New Area Moves

A move from L.A. to San Francisco...Manhattan to Syracuse...Houston to Austin...are all in-state moves to new worlds. How can you make a smart move to a new area?

Learning about a new area is a whole lot like learning about a nearby town. Your local bookstore or library may carry books that include history and current affairs about the new location. Or visit a bookstore or two in your new area.

Order a phonebook for your new city or ask someone for a recently outdated one. Or check your local library—some have phonebooks from different areas. Phonebooks contain umpteen scads of useful information. What should you look for? Businesses, services, shopping centers, professional offices, police stations—anything that can help you make better decisions about housing and services.

If you have kids, call the schools that your children will attend and talk with a counselor or the principal. Your first question? "Does the school have a metal detector at the door?"

Start surveying the medical and other professionals and building your new circle of reference. Where's the nearest location of Dr. Quack's Medical Emporium and Video Store?

Order a mail subscription to the local newspaper or magazine. Or find one at a newsstand or library in your area. Read about your new area, the politics, the events, the sports, the schools, and society. You can learn a lot about the people by reading the letters to the editor.

How can you find out more about your new hometown?

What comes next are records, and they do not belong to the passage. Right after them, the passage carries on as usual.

// =====================================================================================
// MONITORING CELL - SCHEDULING METRICS
// =====================================================================================
//
// Services receive an `Arc<dyn MetricsRecorder>` at construction time. Production
// wiring can plug in a real backend; tests use the in-memory recorder and inspect
// its snapshot. The no-op recorder is the default when nothing is configured.
//
// =====================================================================================

pub mod models;
pub mod services;

pub use models::{HistogramSummary, MetricsSnapshot};
pub use services::{InMemoryMetricsRecorder, MetricsRecorder, NoopMetricsRecorder};
// libs/availability-cell/src/services/availability.rs
use std::sync::Arc;

use chrono::Utc;
use tracing::{debug, info, instrument, warn};
use uuid::Uuid;

use crate::error::AvailabilityError;
use crate::models::{
    AvailabilityWindow, CreateAvailabilityWindowRequest, Slot, SlotListingQuery,
    UpdateAvailabilityWindowRequest,
};
use crate::services::capacity::CapacityReservationService;
use crate::services::listing_cache::ListingCache;
use crate::store::SlotStore;

pub struct AvailabilityService {
    store: Arc<SlotStore>,
    cache: Arc<ListingCache>,
    capacity: Arc<CapacityReservationService>,
}

impl AvailabilityService {
    pub fn new(
        store: Arc<SlotStore>,
        cache: Arc<ListingCache>,
        capacity: Arc<CapacityReservationService>,
    ) -> Self {
        Self { store, cache, capacity }
    }

    #[instrument(skip(self, request), fields(professional_id = %request.professional_id))]
    pub async fn create_window(
        &self,
        request: CreateAvailabilityWindowRequest,
    ) -> Result<AvailabilityWindow, AvailabilityError> {
        debug!("Creating availability window on {}", request.date);

        let now = Utc::now();
        let window = AvailabilityWindow {
            id: Uuid::new_v4(),
            tenant_id: request.tenant_id,
            professional_id: request.professional_id,
            date: request.date,
            start_time: request.start_time,
            end_time: request.end_time,
            slot_duration_minutes: request.slot_duration_minutes,
            capacity_per_slot: request.capacity_per_slot,
            is_recurring: request.is_recurring.unwrap_or(false),
            recurrence_rule: request.recurrence_rule,
            is_active: true,
            created_at: now,
            updated_at: now,
        };

        if let Err(e) = window.validate() {
            warn!("Rejected availability window: {}", e);
            return Err(e);
        }

        self.store.insert_window(window.clone()).await;
        info!("Availability window {} created", window.id);

        Ok(window)
    }

    /// Change a window's shape. Only allowed while no slots have been
    /// generated from it.
    #[instrument(skip(self, request))]
    pub async fn update_window(
        &self,
        tenant_id: Uuid,
        window_id: Uuid,
        request: UpdateAvailabilityWindowRequest,
    ) -> Result<AvailabilityWindow, AvailabilityError> {
        let current = self
            .store
            .get_window(tenant_id, window_id)
            .await
            .ok_or(AvailabilityError::WindowNotFound)?;

        if !self.store.slot_ids_for_window(window_id).await.is_empty() {
            warn!("Window {} already has slots; update refused", window_id);
            return Err(AvailabilityError::WindowLocked(window_id));
        }

        let mut candidate = current;
        if let Some(start) = request.start_time {
            candidate.start_time = start;
        }
        if let Some(end) = request.end_time {
            candidate.end_time = end;
        }
        if let Some(duration) = request.slot_duration_minutes {
            candidate.slot_duration_minutes = duration;
        }
        if let Some(capacity) = request.capacity_per_slot {
            candidate.capacity_per_slot = capacity;
        }
        if request.recurrence_rule.is_some() {
            candidate.recurrence_rule = request.recurrence_rule;
        }
        candidate.validate()?;

        let updated = self
            .store
            .update_window(tenant_id, window_id, |window| {
                window.start_time = candidate.start_time;
                window.end_time = candidate.end_time;
                window.slot_duration_minutes = candidate.slot_duration_minutes;
                window.capacity_per_slot = candidate.capacity_per_slot;
                window.recurrence_rule = candidate.recurrence_rule.clone();
            })
            .await
            .ok_or(AvailabilityError::WindowNotFound)?;

        info!("Availability window {} updated", window_id);
        Ok(updated)
    }

    /// Toggle a window and every slot generated from it. Reservations
    /// already held on the slots are left in place.
    #[instrument(skip(self))]
    pub async fn set_window_active(
        &self,
        tenant_id: Uuid,
        window_id: Uuid,
        active: bool,
    ) -> Result<AvailabilityWindow, AvailabilityError> {
        let window = self
            .store
            .update_window(tenant_id, window_id, |window| window.is_active = active)
            .await
            .ok_or(AvailabilityError::WindowNotFound)?;

        let slot_ids = self.store.slot_ids_for_window(window_id).await;
        let mut last: Option<Slot> = None;

        for slot_id in &slot_ids {
            let mut guard = self.capacity.lock(tenant_id, *slot_id).await?;
            if guard.is_active != active {
                guard.is_active = active;
                guard.updated_at = Utc::now();
            }
            last = Some((*guard).clone());
        }

        match last {
            Some(slot) => self.capacity.after_capacity_change(&slot).await,
            None => {
                self.cache.bump();
            }
        }

        info!(
            "Window {} set active={} ({} slots cascaded)",
            window_id,
            active,
            slot_ids.len()
        );

        Ok(window)
    }

    pub async fn get_window(
        &self,
        tenant_id: Uuid,
        window_id: Uuid,
    ) -> Result<AvailabilityWindow, AvailabilityError> {
        self.store
            .get_window(tenant_id, window_id)
            .await
            .ok_or(AvailabilityError::WindowNotFound)
    }

    /// Bookable slots for a professional in `[from, to)`: active and with
    /// room for one more unit. Served from the listing cache when fresh.
    #[instrument(skip(self, query), fields(professional_id = %query.professional_id))]
    pub async fn list_available_slots(&self, query: SlotListingQuery) -> Result<Vec<Slot>, AvailabilityError> {
        if query.tenant_id.is_nil() {
            return Err(AvailabilityError::InvalidTenant);
        }

        let key = ListingCache::listing_key(query.tenant_id, query.professional_id, query.from, query.to);
        if let Some(cached) = self.cache.get(&key) {
            debug!("Listing cache hit for {}", key);
            return Ok(cached);
        }

        let version = self.cache.version();
        let slots: Vec<Slot> = self
            .store
            .slots_for_professional(query.tenant_id, query.professional_id, query.from, query.to)
            .await?
            .into_iter()
            .filter(|slot| self.capacity.has_room(slot, 1))
            .collect();

        debug!("Found {} available slots", slots.len());
        self.cache.put(key, version, slots.clone());

        Ok(slots)
    }
}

Of course, the best way is to interview people who are moving out! "Yeah, it's okay—if you like police helicopters circling your home at 3 a.m.!" If you can, interview long-term residents as well.

Call or write to the chamber of commerce in your destination area. Ask the office to send you a package of information about the area. The package will probably include a city map; information about the climate and living conditions; some economic statistics; information about schools, churches, local businesses, and organizations; and facts about utilities.

There's usually some good information in it, but also lots of opinion and just plain fluff. So read the facts and ignore the fancy wording. Ramsey's Rule of Advertising applies here: The more superlatives the less truth. Ask either for any information that is available or for specific information that will be helpful your family. Or ask for both.

Moving Tips

Don't know much about your new location? Location Guides (800-846-6310; www.locationguides.com) are available for more than 200 U.S. cities and towns. The 100-page guides include local, state, and regional information and contacts.

If you or your employer hire a moving company to move your stuff to a new city, ask if they offer any relocation services. Some moving companies will provide information about the geography, climate, government, housing, utilities, education, banks, churches, newspapers, recreation, shopping, transportation, and more.

So, what's the weather like?

A couple hundred miles can make quite a difference in weather conditions. There may be more—or less—rain, snow, hail, thunder, sun, or humidity than you're used to. How can you find out what you're getting into? Don't ask the locals, because they are so used to the weekly tornadoes and record-breaking winters that they aren't objective.

The easiest way is to start watching the weather section of a national newspaper, such as USA Today, or The Weather Channel on cable. Of course, weather is what's happening today while climate is what typically happens over a period of time. For climate information, contact the National Weather Service office or the chamber of commerce where you're headed. Your new phonebook will be handy!

Moving Resources

  • Want to know more about your destination? If you have access to the Internet, start with these addresses to search online: www.yahoo.com, www.city.net, and www.localeyes.com.
  • A relocation service can provide you with extensive information on your new area including assistance with finding new medical professionals.

  • A cost-of-living analysis compares the costs of products, services, transportation, and housing between where you are and where you are moving.

  • The Employee Relocation Council (800-372-5952; www.erc.org) offers valuable information on moving the elderly.